=== Work item ===
Please write out exactly the lines of the data below from the line holding "#[cfg(test)]" through the line holding "assert_eq!(config.metrics_port, None);", and leave out the rest.

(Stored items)
//! Configuration for the event bus worker

use eventbus::{env_non_empty, env_or_default, ConfigError, EventBusSettings, FromEnv};
use std::time::Duration;

#[derive(Debug, Clone)]
pub struct Config {
    /// NATS URL, delivery mode and credentials
    pub eventbus: EventBusSettings,

    /// Topics to consume, one consumer each
    pub topics: Vec<String>,

    /// Consumer group shared by every worker instance
    pub group: String,

    /// Handled messages are re-published here when set
    pub forward_topic: Option<String>,

    /// Prometheus exporter port; no exporter when unset
    pub metrics_port: Option<u16>,

    /// Upper bound on graceful shutdown
    pub shutdown_timeout: Duration,
}

impl FromEnv for Config {
    fn from_env() -> Result<Self, ConfigError> {
        let topics: Vec<String> = env_or_default("WORKER_TOPICS", "orders.created")
            .split(',')
            .map(str::trim)
            .filter(|topic| !topic.is_empty())
            .map(str::to_string)
            .collect();
        if topics.is_empty() {
            return Err(ConfigError::MissingEnvVar("WORKER_TOPICS".to_string()));
        }

        let metrics_port = env_non_empty("METRICS_PORT")
            .map(|port| parse("METRICS_PORT", &port))
            .transpose()?;

        let shutdown_timeout = Duration::from_secs(parse(
            "SHUTDOWN_TIMEOUT_SECS",
            &env_or_default("SHUTDOWN_TIMEOUT_SECS", "30"),
        )?);

        Ok(Self {
            eventbus: EventBusSettings::from_env()?,
            topics,
            group: env_or_default("WORKER_GROUP", "eventbus-workers"),
            forward_topic: env_non_empty("WORKER_FORWARD_TOPIC"),
            metrics_port,
            shutdown_timeout,
        })
    }
}

fn parse<T>(key: &str, value: &str) -> Result<T, ConfigError>
where
    T: std::str::FromStr,
    T::Err: std::fmt::Display,
{
    value.parse().map_err(|e: T::Err| ConfigError::ParseError {
        key: key.to_string(),
        details: e.to_string(),
    })
}

#[cfg(test)]
mod tests {
    use super::*;
    use eventbus::DeliveryMode;

    const VARS: [&str; 8] = [
        "WORKER_TOPICS",
        "WORKER_GROUP",
        "WORKER_FORWARD_TOPIC",
        "METRICS_PORT",
        "SHUTDOWN_TIMEOUT_SECS",
        "NATS_URL",
        "NATS_USE_JETSTREAM",
        "NATS_JWT_TOKEN",
    ];

    #[test]
    fn test_defaults() {
        temp_env::with_vars_unset(VARS, || {
            let config = Config::from_env().unwrap();
            assert_eq!(config.topics, vec!["orders.created".to_string()]);
            assert_eq!(config.group, "eventbus-workers");
            assert_eq!(config.forward_topic, None);
            assert_eq!(config.metrics_port, None);
            assert_eq!(config.shutdown_timeout, Duration::from_secs(30));
            assert_eq!(config.eventbus.mode, DeliveryMode::Core);
        });
    }

    #[test]
    fn test_topic_list_and_persistent_mode() {
        temp_env::with_vars(
            [
                ("WORKER_TOPICS", Some("orders.created, jobs.queue ,,")),
                ("WORKER_GROUP", Some("billing")),
                ("NATS_USE_JETSTREAM", Some("true")),
                ("METRICS_PORT", Some("9464")),
                ("WORKER_FORWARD_TOPIC", None),
            ],
            || {
                let config = Config::from_env().unwrap();
                assert_eq!(config.topics, vec!["orders.created", "jobs.queue"]);
                assert_eq!(config.group, "billing");
                assert_eq!(config.metrics_port, Some(9464));
                assert_eq!(config.eventbus.mode, DeliveryMode::Persistent);
            },
        );
    }

    #[test]
    fn test_invalid_values() {
        temp_env::with_vars([("METRICS_PORT", Some("not-a-port"))], || {
            let err = Config::from_env().unwrap_err();
            assert!(matches!(err, ConfigError::ParseError { ref key, .. } if key == "METRICS_PORT"));
        });

        temp_env::with_vars([("WORKER_TOPICS", Some(" , "))], || {
            let err = Config::from_env().unwrap_err();
            assert!(matches!(err, ConfigError::MissingEnvVar(_)));
        });
    }
}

=== Solution for this task ===
#[cfg(test)]
mod tests {
    use super::*;
    use eventbus::DeliveryMode;

    const VARS: [&str; 8] = [
        "WORKER_TOPICS",
        "WORKER_GROUP",
        "WORKER_FORWARD_TOPIC",
        "METRICS_PORT",
        "SHUTDOWN_TIMEOUT_SECS",
        "NATS_URL",
        "NATS_USE_JETSTREAM",
        "NATS_JWT_TOKEN",
    ];

    #[test]
    fn test_defaults() {
        temp_env::with_vars_unset(VARS, || {
            let config = Config::from_env().unwrap();
            assert_eq!(config.topics, vec!["orders.created".to_string()]);
            assert_eq!(config.group, "eventbus-workers");
            assert_eq!(config.forward_topic, None);
            assert_eq!(config.metrics_port, None);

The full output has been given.